By this logic it’s really important to read the right things, because the rate of new idea generation = what you read * your ability to make interesting mashups.
So what should you read?
- Things that few people are reading
- Facts over analysis over opinions
- Things you don’t understand
Number two is especially tough when it comes to history and social sciences because opinions often masquerade as facts.
Protocols that coordinate humans
Proof of stake
Most crypto protocols coordinate money. I want to look at the ones that coordinate people. Most protocols for coordinating humans work by introducing skin in game via a stake to induce strangers to behave correctly.
Kleros court: a decentralized court (more of a research project than an actual protocol) that uses staking rewards to incentive juries to arrive at the right conclusion. Jurors put up a stake to participate in a case, and get rewarded for voting with the majority (basically a schellingpoint vote). It’s a bit of an overwrought system, but a couple of interesting mechanics worth highlighting:
- The use of a schelling point votes
- The more you stake, the more of you have a chance of being drawn as juror – prioritizing people with the most skin in the game
- One worry I have is juror qualification, in theory people self-select into the right courts since their decision acumen is proportional to their earning potential, but in reality I suspect many will duning kruger themselves.

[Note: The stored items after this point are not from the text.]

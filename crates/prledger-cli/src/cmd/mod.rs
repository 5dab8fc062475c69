pub mod add_manual_edit;
pub mod completions;
pub mod create_initial;
pub mod finalize;
pub mod report;
pub mod show;

use crate::output::{Diagnostic, OutputMode, render, render_error};
use anyhow::Result;
use chrono::{DateTime, Utc};
use clap::Args;
use prledger_core::config::{self, CliOverrides, EffectiveConfig};
use prledger_core::error::{ErrorCode, LedgerError};
use prledger_core::ledger::LedgerFile;
use prledger_core::lifecycle::Operation;
use prledger_core::model::{PrRecord, RecordId};
use serde::Serialize;
use std::fs;
use std::path::{Path, PathBuf};

/// Flags shared by every command that addresses one pull request.
#[derive(Args, Debug, Clone)]
pub struct PrArgs {
    /// Owner of the repository the PR was opened against.
    #[arg(short, long)]
    pub owner: String,

    /// Name of the repository.
    #[arg(short = 'r', long)]
    pub repo_name: String,

    /// Pull request number.
    #[arg(short = 'p', long)]
    pub pr_number: u64,

    /// Ledger file. Defaults to `ledger_path` from config, then `prs.json`.
    #[arg(short = 'f', long, value_name = "PATH")]
    pub prs_json_file: Option<PathBuf>,
}

/// Global state every command handler receives.
#[derive(Debug, Clone, Copy)]
pub struct Context<'a> {
    pub project_root: &'a Path,
    pub output: OutputMode,
    pub quiet: bool,
    pub token: Option<&'a str>,
}

impl Context<'_> {
    /// Resolve config with `ledger_path` as the command-line override.
    pub fn resolve_config(&self, ledger_path: Option<&Path>) -> Result<EffectiveConfig> {
        let overrides = CliOverrides {
            ledger_path: ledger_path.map(Path::to_path_buf),
            token: self.token.map(str::to_string),
        };
        match config::resolve_config(self.project_root, &overrides) {
            Ok(config) => Ok(config),
            Err(err) => {
                let diagnostic =
                    Diagnostic::new(format!("{err:#}")).coded(ErrorCode::ConfigParseError);
                render_error(self.output, &diagnostic)?;
                Err(err)
            }
        }
    }
}

/// Surface a ledger error as a diagnostic, then fail the command with it.
pub fn check<T>(output: OutputMode, result: Result<T, LedgerError>) -> Result<T> {
    match result {
        Ok(value) => Ok(value),
        Err(err) => {
            render_error(output, &Diagnostic::from(&err))?;
            Err(err.into())
        }
    }
}

pub fn record_id(output: OutputMode, args: &PrArgs) -> Result<RecordId> {
    check(
        output,
        RecordId::from_parts(&args.owner, &args.repo_name, args.pr_number),
    )
}

pub fn open_ledger(output: OutputMode, config: &EffectiveConfig) -> Result<LedgerFile> {
    check(
        output,
        LedgerFile::open(&config.ledger_path, config.lock_timeout),
    )
}

/// Read a user-supplied input file, reporting failures as diagnostics.
pub fn read_input(output: OutputMode, path: &Path, what: &str) -> Result<String> {
    match fs::read_to_string(path) {
        Ok(raw) => Ok(raw),
        Err(err) => {
            let message = format!("failed to read {what} {}: {err}", path.display());
            let diagnostic = Diagnostic::new(message.clone())
                .suggest(format!("check the {what} path"))
                .coded(ErrorCode::StoreReadFailed);
            render_error(output, &diagnostic)?;
            anyhow::bail!(message)
        }
    }
}

/// Result of one mutating command.
#[derive(Debug, Serialize)]
pub struct Outcome {
    pub operation: String,
    pub record: String,
    pub ledger: String,
    pub finalized: bool,
    pub manual_edits: usize,
    pub last_modified: DateTime<Utc>,
    #[serde(skip)]
    summary: String,
}

impl Outcome {
    pub fn new(operation: Operation, id: &RecordId, ledger: &Path, record: &PrRecord) -> Self {
        let manual_edits = record.manual_edits().len();
        let summary = match operation {
            Operation::CreateInitial => format!("created initial record {id}"),
            Operation::Finalize => format!("finalized record {id}"),
            Operation::AddManualEdit => format!("added manual edit #{manual_edits} to {id}"),
        };
        Self {
            operation: operation.to_string(),
            record: id.to_string(),
            ledger: ledger.display().to_string(),
            finalized: record.is_finalized(),
            manual_edits,
            last_modified: record.record_metadata().last_modified(),
            summary,
        }
    }
}

/// Print the outcome unless `--quiet` was given without `--json`.
pub fn emit_outcome(ctx: &Context<'_>, outcome: &Outcome) -> Result<()> {
    if ctx.quiet && !ctx.output.is_json() {
        return Ok(());
    }
    render(ctx.output, outcome, |o, w| {
        writeln!(w, "✓ {} in {}", o.summary, o.ledger)
    })
}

Erasure bay: a research marketplace whose core innovation is a “truth staking” mechanism where both information requesters and fulfillers have to put up a stake that’s subject to slashing to incentivize accuracy. Some thoughts:
- The tasks are too small to necessitate this level of double slashing mechanism. The mechanism is an overkill. Would get more interesting if the average request size was $10k.

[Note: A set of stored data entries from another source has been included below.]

use chrono::{DateTime, Utc};
use serde::{Deserialize, Serialize};
use std::{fmt, str::FromStr};

use super::statistics::RepairStatistics;
use crate::error::LedgerError;

/// Snapshot of the hosting service's view of a pull request.
#[derive(Debug, Clone, PartialEq, Eq, Serialize, Deserialize)]
pub struct PrState {
    pub url: String,
    pub created_at: DateTime<Utc>,
    pub closed_at: Option<DateTime<Utc>>,
    pub merged_at: Option<DateTime<Utc>>,
    /// Raw lifecycle state as reported upstream (`open`, `closed`).
    pub state: String,
    pub is_merged: bool,
    pub number: u64,
}

impl PrState {
    /// Overwrite every named field with the freshly fetched snapshot.
    ///
    /// Exhaustive destructuring: a new [`PrState`] field must be merged here.
    pub fn merge_from(&mut self, fresh: Self) {
        let Self {
            url,
            created_at,
            closed_at,
            merged_at,
            state,
            is_merged,
            number,
        } = fresh;

        self.url = url;
        self.created_at = created_at;
        self.closed_at = closed_at;
        self.merged_at = merged_at;
        self.state = state;
        self.is_merged = is_merged;
        self.number = number;
    }

    /// When the PR stopped being open, preferring the close timestamp.
    #[must_use]
    pub fn closed_or_merged_at(&self) -> Option<DateTime<Utc>> {
        self.closed_at.or(self.merged_at)
    }

    /// `merged` when merged, otherwise the raw upstream state.
    #[must_use]
    pub fn status_label(&self) -> &str {
        if self.is_merged { "merged" } else { &self.state }
    }
}

/// When a manual edit was made relative to opening the PR.
#[derive(Debug, Clone, Copy, Default, PartialEq, Eq, Serialize, Deserialize)]
#[serde(rename_all = "snake_case")]
pub enum EditType {
    BeforeOpenPr,
    #[default]
    AfterOpenPr,
}

impl EditType {
    const fn as_str(self) -> &'static str {
        match self {
            Self::BeforeOpenPr => "before_open_pr",
            Self::AfterOpenPr => "after_open_pr",
        }
    }

    /// Human phrasing used in terminal output.
    #[must_use]
    pub const fn describe(self) -> &'static str {
        match self {
            Self::BeforeOpenPr => "before opening the PR",
            Self::AfterOpenPr => "after opening the PR",
        }
    }
}

impl fmt::Display for EditType {
    fn fmt(&self, f: &mut fmt::Formatter<'_>) -> fmt::Result {
        f.write_str(self.as_str())
    }
}

impl FromStr for EditType {
    type Err = LedgerError;

    fn from_str(s: &str) -> Result<Self, Self::Err> {
        match s.trim().to_ascii_lowercase().as_str() {
            "before_open_pr" => Ok(Self::BeforeOpenPr),
            "after_open_pr" => Ok(Self::AfterOpenPr),
            _ => Err(LedgerError::InvalidEditType(s.to_string())),
        }
    }
}

/// A human-authored diff layered on top of the automated patch.
#[derive(Debug, Clone, PartialEq, Eq, Serialize, Deserialize)]
pub struct ManualEdit {
    #[serde(rename = "type")]
    pub edit_type: EditType,
    pub reason: String,
    pub diff: String,
}

/// The two diff captures of a record.
#[derive(Debug, Clone, PartialEq, Eq, Serialize, Deserialize)]
pub struct DiffSnapshots {
    initial: String,
    #[serde(rename = "final")]
    final_diff: Option<String>,
}

impl DiffSnapshots {
    pub(crate) const fn new(initial: String) -> Self {
        Self {
            initial,
            final_diff: None,
        }
    }

    #[must_use]
    pub fn initial(&self) -> &str {
        &self.initial
    }

    #[must_use]
    pub fn final_diff(&self) -> Option<&str> {
        self.final_diff.as_deref()
    }
}

#[derive(Debug, Clone, Copy, PartialEq, Eq, Serialize, Deserialize)]
pub struct RecordMetadata {
    created_at: DateTime<Utc>,
    last_modified: DateTime<Utc>,
}

impl RecordMetadata {
    pub(crate) const fn new(now: DateTime<Utc>) -> Self {
        Self {
            created_at: now,
            last_modified: now,
        }
    }

    #[must_use]
    pub const fn created_at(&self) -> DateTime<Utc> {
        self.created_at
    }

    #[must_use]
    pub const fn last_modified(&self) -> DateTime<Utc> {
        self.last_modified
    }

    /// Advance `last_modified`, never moving it backwards.
    pub(crate) fn touch(&mut self, now: DateTime<Utc>) {
        self.last_modified = self.last_modified.max(now);
    }
}

/// One pull request's ledger entry.
///
/// Fields are only reachable through accessors; the lifecycle operations in
/// [`crate::lifecycle`] are the sole writers.
#[derive(Debug, Clone, PartialEq, Eq, Serialize, Deserialize)]
pub struct PrRecord {
    repo_slug: String,
    pr_state: PrState,
    #[serde(default)]
    repair_statistics: RepairStatistics,
    diff_snapshots: DiffSnapshots,
    #[serde(default)]
    manual_edits: Vec<ManualEdit>,
    record_metadata: RecordMetadata,
}

impl PrRecord {
    pub(crate) const fn new(
        repo_slug: String,
        pr_state: PrState,
        repair_statistics: RepairStatistics,
        initial_diff: String,
        now: DateTime<Utc>,
    ) -> Self {
        Self {
            repo_slug,
            pr_state,
            repair_statistics,
            diff_snapshots: DiffSnapshots::new(initial_diff),
            manual_edits: Vec::new(),
            record_metadata: RecordMetadata::new(now),
        }
    }

    #[must_use]
    pub fn repo_slug(&self) -> &str {
        &self.repo_slug
    }

    #[must_use]
    pub const fn pr_state(&self) -> &PrState {
        &self.pr_state
    }

    #[must_use]
    pub const fn repair_statistics(&self) -> &RepairStatistics {
        &self.repair_statistics
    }

    #[must_use]
    pub const fn diff_snapshots(&self) -> &DiffSnapshots {
        &self.diff_snapshots
    }

    #[must_use]
    pub fn manual_edits(&self) -> &[ManualEdit] {
        &self.manual_edits
    }

    #[must_use]
    pub const fn record_metadata(&self) -> &RecordMetadata {
        &self.record_metadata
    }

    #[must_use]
    pub fn is_finalized(&self) -> bool {
        self.diff_snapshots.final_diff.is_some()
    }

    pub(crate) fn apply_final(&mut self, fresh: PrState, final_diff: String, now: DateTime<Utc>) {
        self.pr_state.merge_from(fresh);
        self.diff_snapshots.final_diff = Some(final_diff);
        self.record_metadata.touch(now);
    }

    pub(crate) fn push_manual_edit(&mut self, edit: ManualEdit, now: DateTime<Utc>) {
        self.manual_edits.push(edit);
        self.record_metadata.touch(now);
    }
}

#[cfg(test)]
mod tests {
    use super::{EditType, PrState, RecordMetadata};
    use chrono::{Duration, TimeZone, Utc};
    use std::str::FromStr;

    fn open_state() -> PrState {
        PrState {
            url: "https://github.com/acme/widget/pull/42".into(),
            created_at: Utc.with_ymd_and_hms(2021, 3, 1, 9, 0, 0).unwrap(),
            closed_at: None,
            merged_at: None,
            state: "open".into(),
            is_merged: false,
            number: 42,
        }
    }

    #[test]
    fn merge_overwrites_every_field() {
        let mut current = open_state();
        let closed = Utc.with_ymd_and_hms(2021, 3, 4, 12, 0, 0).unwrap();
        let fresh = PrState {
            closed_at: Some(closed),
            merged_at: Some(closed),
            state: "closed".into(),
            is_merged: true,
            ..open_state()
        };

        current.merge_from(fresh.clone());
        assert_eq!(current, fresh);
        assert_eq!(current.status_label(), "merged");
        assert_eq!(current.closed_or_merged_at(), Some(closed));
    }

    #[test]
    fn status_label_uses_raw_state_when_not_merged() {
        let mut state = open_state();
        assert_eq!(state.status_label(), "open");
        state.state = "closed".into();
        assert_eq!(state.status_label(), "closed");
    }

    #[test]
    fn closed_falls_back_to_merged_timestamp() {
        let merged = Utc.with_ymd_and_hms(2021, 3, 5, 0, 0, 0).unwrap();
        let state = PrState {
            merged_at: Some(merged),
            ..open_state()
        };
        assert_eq!(state.closed_or_merged_at(), Some(merged));
    }

    #[test]
    fn edit_type_json_and_text_forms_agree() {
        for value in [EditType::BeforeOpenPr, EditType::AfterOpenPr] {
            let json = serde_json::to_string(&value).unwrap();
            assert_eq!(json, format!("\"{value}\""));
            assert_eq!(EditType::from_str(&value.to_string()).unwrap(), value);
        }
        assert!(EditType::from_str("during_review").is_err());
        assert!(serde_json::from_str::<EditType>("\"during_review\"").is_err());
        assert_eq!(EditType::default(), EditType::AfterOpenPr);
    }

    #[test]
    fn touch_never_moves_backwards() {
        let t0 = Utc.with_ymd_and_hms(2021, 3, 1, 9, 0, 0).unwrap();
        let mut meta = RecordMetadata::new(t0);
        meta.touch(t0 - Duration::seconds(30));
        assert_eq!(meta.last_modified(), t0);
        meta.touch(t0 + Duration::seconds(30));
        assert_eq!(meta.last_modified(), t0 + Duration::seconds(30));
        assert_eq!(meta.created_at(), t0);
    }
}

- So the question is: why has no one tried to use it for a large task?
Numerai: a quant fund that trades based on a metamodel of crowd-submitted models. The “crowd” is incentivized to contribute models because successful models can earn high staking rewards of their native NMR token.
- My worry is that the max cap of 25% monthly gain will not cover fluctuation of the locked NMR
- Kinda interesting that they make money not on the competition, but off the fund running the metamodel
Polymarket / Omen: both of these are prediction market mechanisms for coordinating a bunch of people’s selfish profit seeking motives to arrive at a useful prediction for the future.
- Unfortunately, relatively limited to current events.
Goldfinch: though technically a protocol for coordinating loans, Goldfinch has a very interesting backers system, which coordinates underwriters.
Proof of work
Write race: more like a popularity contest. Great growth mechanism.
Rabbithole: airdrop distribution mechanism that sends tokens in the hands of more engaged people.
Collective decision making techiques
Quadratic funding: is a method of allocating a pool of funds towards projects that benefit a wide spread of people. QF oprioritizes funds matching based on the number of people who contributed by using the square root of each contribution summed up, then squared.
Quadratic voting: allows voters to not just express which option they prefer, but also how strongly. each voter has a certain number of credits to deploy. The more they deploy to the same option, the more it costs credits – testing their conviction in their belief.
Retroactive funding: is a way to deploy public goods funding more accurately, by fund things that have worked after they have proven themselves. This creates venture-style returns for public goods.
Conviction voting: frankly i don’t fully understand this, but it’s a way to solve a lot of the pitfalls of onchain voting like vote buying and last minute swings by time weighting votes.
Others: Token curated registry, Harbringer tax, Perpetual auctions.